The many roles of Ricky Skerritt
Ricky Skerritt is a man of many parts Rhodes scholar, former chief executive of St Kitts largest company, current manager of the West Indies cricket team
Tony Cozier
13-Jan-2002
Ricky Skerritt is a man of many parts Rhodes scholar, former
chief executive of St Kitts largest company, current manager
of the West Indies cricket team.
His present guise encompasses a host of other roles
diplomat, psychologist, headmaster, travel agent, time
keeper, nursemaid to which his bosses at the West Indies
Cricket Board (WICB) have just added another, that of
medical specialist.
According to a media release last week, one of Skerritt's
assignments at the WICB meeting in Antigua this weekend was
to answer questions about the injuries, illnesses and other
ailments that spread through his teams like an epidemic last
year.
The cause for concern is understandable and spelt out by
WICB president Reverend Wes Hall the debilitating short and
long term effects on the team and its development and the
significant additional expense in treatment and in shuttling
players back and forth to distant destinations to maintain
numerical strength.
As for the causes, Skerritt can only state the obvious and
speculate on the rest.
A dislocated elbow, a twisted knee, a wrenched ankle are
plain bad luck, nothing more, nothing less. Strained
muscles, stress (acute fatique syndrome is the new medical
terminology) and some of the other reasons cited for aborted
tours of late are something different.
It is why Hall said he would seek more qualified analysis
from the Caribbean Association of Sports Medicine.

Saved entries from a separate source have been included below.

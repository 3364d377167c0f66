//! Non-UI plumbing: the generate-service client and app configuration.

pub mod generator;
pub mod utils;
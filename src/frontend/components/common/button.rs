//! Button component.

use dioxus::prelude::*;

#[derive(Debug, Clone, Copy, PartialEq, Eq, Default)]
pub enum ButtonSize {
    Sm,
    #[default]
    Md,
    Lg,
}

impl ButtonSize {
    const fn class(self) -> &'static str {
        match self {
            Self::Sm => "btn-sm",
            Self::Md => "btn-md",
            Self::Lg => "btn-lg",
        }
    }
}

#[derive(Debug, Clone, Copy, PartialEq, Eq, Default)]
pub enum ButtonVariant {
    Outline,
    #[default]
    Solid,
}

impl ButtonVariant {
    const fn class(self) -> &'static str {
        match self {
            Self::Outline => "btn-outline",
            Self::Solid => "btn-solid",
        }
    }
}

/// Class list in fixed order: base, size, variant, caller-supplied. The
/// component never reorders or deduplicates; conflicts resolve by
/// stylesheet source order.
pub fn class_list(size: ButtonSize, variant: ButtonVariant, extra: Option<&str>) -> String {
    let mut classes = format!("btn {} {}", size.class(), variant.class());
    if let Some(extra) = extra.filter(|s| !s.is_empty()) {
        classes.push(' ');
        classes.push_str(extra);
    }
    classes
}

#[derive(Props, Clone, PartialEq)]
pub struct ButtonProps {
    #[props(default)]
    pub size: ButtonSize,
    #[props(default)]
    pub variant: ButtonVariant,
    /// Appended after the component's own classes.
    pub class: Option<String>,
    #[props(default)]
    pub disabled: bool,
    pub onclick: Option<EventHandler<MouseEvent>>,
    /// Everything else is passed through to the underlying element.
    #[props(extends = button, extends = GlobalAttributes)]
    pub attributes: Vec<Attribute>,
    pub children: Element,
}

/// Stateless styled button. Holds no state and has no behavior of its own;
/// clicks, disabling and any further attributes come from the caller.
#[component]
pub fn Button(props: ButtonProps) -> Element {
    let ButtonProps {
        size,
        variant,
        class,
        disabled,
        onclick,
        attributes,
        children,
    } = props;

    let classes = class_list(size, variant, class.as_deref());

    rsx! {
        button {
            class: "{classes}",
            disabled,
            onclick: move |event| {
                if let Some(handler) = &onclick {
                    handler.call(event);
                }
            },
            ..attributes,
            {children}
        }
    }
}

They might be able to add a valuable insight but Ronald
Rogers, the sports therapist who has had to deal with more
ailments in his short time with the West Indies team than
most specialists at the QEH, has already provided one
simple, plausible explanation.
It is that players now come into the West Indies team not
fit enough to meet the demands of what has become a schedule
of non-stop international cricket.
"The fitter you are, the less likely you are to get an
injury and, if you do, the rehabilitation period is faster,
he said.
Until clubs, schools and the territorial boards appreciate
that and embrace what he terms a culture of fitness the
cycle of breakdowns and withdrawals will continue, he warns.
It is a dictum that Dennis Waight, the tough little fitnessfreak from the tough world of Australian rugby league,
instilled in Clive Lloyd's team when he was first assigned
the job during World Series Cricket.
It was not talent alone that made the West Indies of that
era so invincible. Their supreme physical condition ensured
that the team was seldom disrupted by dropouts and was
invariably at full strength.
The Australians and South Africans have more recently
adopted the Waight philosophy, ratcheted it up several
notches and refined it with the latest technology so readily
available to them.
The effect is reflected in their present dominance on the
field.
There is an awesome picture in one of the recent Australian
magazines of several of their players in swimsuits on the
beach. They look like perfectly sculptured Olympic athletes
or, if you prefer, white Viv Richards and Desmond Haynes in
their prime.
It is an image that helps explain their recent daunting
record. Like the West Indies of the 1980s, they not only bat
and bowl like champions but are panthers in the field, a
factor sometimes overlooked in assessing great teams.
And they don't break down and they don't cry off at the
slighest excuse.
The former England captain Mike Atherton, who had
considerable first-hand knowledge of it during his time at
the helm, has carried the correlation between an unfit team
and an unsuccessful one the logical step further than talent
and fitness.
Players become disillusioned and depressed by defeat. It
creates a lack of self-confidence and leads all but the
mentally toughest to seek to distance themselves from it.
A niggling pain here, some undetectable ache there, some
trivial excuse is enough to escape the misery of yet another
humiliation, such as those so frequently endured by the West
Indies over the last four years.
In such an environment, the dressing room is filled with
glum-faced crocks and airline seats with cricketers heading
home.
It is a fair theory that explains why the West Indies could
go through three successive series in the glorious 1980s
with nine of the same players and yet had to call on 21 for
three Tests and five One-Day Internationals in Sri Lanka
recently.
Nor has the phenomenon only now manifested itself. Hall,
himself then manager, had to call on three replacement
players during the 1995 tour of England. Manager Lloyd had
two of his number depart from South Africa in 1998-99 and
six others unavailable at one time or other during the tour.
It is the reason why Steve Waugh disregarded a pulled
hamstring to return to lead Australia in the last Ashes Test
at the Oval in August, scoring a hundred with a pronounced
limp in the bargain.
It is why then Garry Sobers refused to let an infected
finger or Malcolm Marshall a broken thumb put them out of a
Test match, and why Gordon Greenidge was at his most
dangerous when seemingly lame.
Conversely, it helps to answer several of the questions that
would have been put to Skerritt in Antigua.
It is up to those who listened to devise the solutions.